2008-10-13 20:02:21 | Weblog
 04年12月の内閣府の基本的法制度に関する調査(図2)によりますと10年前の調査に比べ、「どんな場合でも死刑は廃止すべきである」は13.6%から6.0%と大きく減少し,「場合によっては死刑もやむを得ない」は73.8%から81.4%と増加しています。死刑廃止論が支持を失ってきたことが伺えます。

 諸外国は次々と死刑制度を廃止し、死刑制度を維持している先進国は珍しい存在となりました。その中で、日本の世論が世界の潮流に逆行している主要な原因は、凶悪犯罪が増加しているという認識が広まっているためであると思われます(私は廃止論者ではありませんけれど)。

 04年7月の治安に関する内閣府の調査(図4)によりますと、ここ10年間で日本の治安は「よくなったと思う」は7.1%,「悪くなったと思う」は86.6%となっています。

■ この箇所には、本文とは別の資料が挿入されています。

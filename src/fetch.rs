//! Paginated traversal of remote result sets.
//!
//! [`fetch_all`] turns a page-at-a-time source into a lazy stream of
//! records: the next page is requested only once the current page's records
//! have been drained, and the traversal ends when the remote stops returning
//! a continuation token. A stream is not restartable mid-sequence; a fresh
//! call re-queries from the start.

use std::collections::VecDeque;

use async_trait::async_trait;
use futures::Stream;
use thiserror::Error;

use crate::config::RetryConfig;
use crate::model::RemoteRecord;
use crate::remote::retry::with_retry;
use crate::remote::{Page, RemoteError};

/// A single query against a server-paginated endpoint.
///
/// Implementations bind a client to one query (a search, one compartment's
/// children, one compartment's backups) so the traversal logic stays
/// independent of what is being listed.
#[async_trait]
pub trait PageSource: Send + Sync {
    async fn fetch_page(&self, page_token: Option<&str>) -> Result<Page, RemoteError>;
}

/// Traversal failure. A page fetch that exhausts its retry budget aborts the
/// whole traversal: a continuation-token boundary is not resumable without
/// remote support, so there is no per-record recovery.
#[derive(Debug, Error)]
pub enum FetchError {
    #[error("remote API unavailable after {attempts} attempts: {source}")]
    RemoteUnavailable {
        attempts: u32,
        #[source]
        source: RemoteError,
    },
}

/// Stream every record of a paginated query, in page order.
///
/// Each page fetch goes through the shared retry policy. The stream is lazy:
/// nothing is fetched until it is polled, and page N+1 is requested only
/// after the last record of page N has been yielded.
pub fn fetch_all<'a, S>(
    source: &'a S,
    retry: &'a RetryConfig,
    operation: &'a str,
) -> impl Stream<Item = Result<RemoteRecord, FetchError>> + 'a
where
    S: PageSource + ?Sized,
{
    struct Traversal {
        buffer: VecDeque<RemoteRecord>,
        next_token: Option<String>,
        exhausted: bool,
    }

    let start = Traversal {
        buffer: VecDeque::new(),
        next_token: None,
        exhausted: false,
    };

    futures::stream::try_unfold(start, move |mut state| async move {
        loop {
            if let Some(record) = state.buffer.pop_front() {
                return Ok(Some((record, state)));
            }
            if state.exhausted {
                return Ok(None);
            }

            let token = state.next_token.take();
            let (page, _attempts) =
                with_retry(retry, operation, || source.fetch_page(token.as_deref()))
                    .await
                    .map_err(|e| FetchError::RemoteUnavailable {
                        attempts: e.attempts,
                        source: e.error,
                    })?;

            state.buffer = page.records.into();
            state.next_token = page.next_token;
            // No token means this was the last page; drain the buffer and stop.
            state.exhausted = state.next_token.is_none();
        }
    })
}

また同調査(図6)によると自分や身近な人が犯罪に遭うかもしれないと不安になることは多くなったと思うかに対し、「多くなったと思う」とする者の割合が80.2%となっています。ところが実際にはこの期間に凶悪・犯罪事件は横ばいであり、治安が悪くなったという印象は事実に反します。

 注目したいのはメディアの報道のあり方で、朝日新聞では85年から03年にかけ殺人事件報道は3~5倍になったという事実があります(参考)。「殺人重視」は朝日新聞だけではなく、NHKのニュース報道でも感じます。民放を含め、メディアの「殺人重視」報道が治安悪化という誤った認識をふりまいたと考えてよいと思います。近年の刑の厳罰化傾向はこのような背景と無縁ではないと考えられます。

 個々の報道内容がウソでなくても、報道量と誇張など報道の仕方によっては結果的に誤った認識を国民に与えてしまうことをこの例は示しています。国民の誤った認識が国の法制度にまで影響を与えることはとても理不尽なことです。メディアは間違い報道さえしなければ、報道の結果には責任を持たなくてもいい、と思っているかのようです。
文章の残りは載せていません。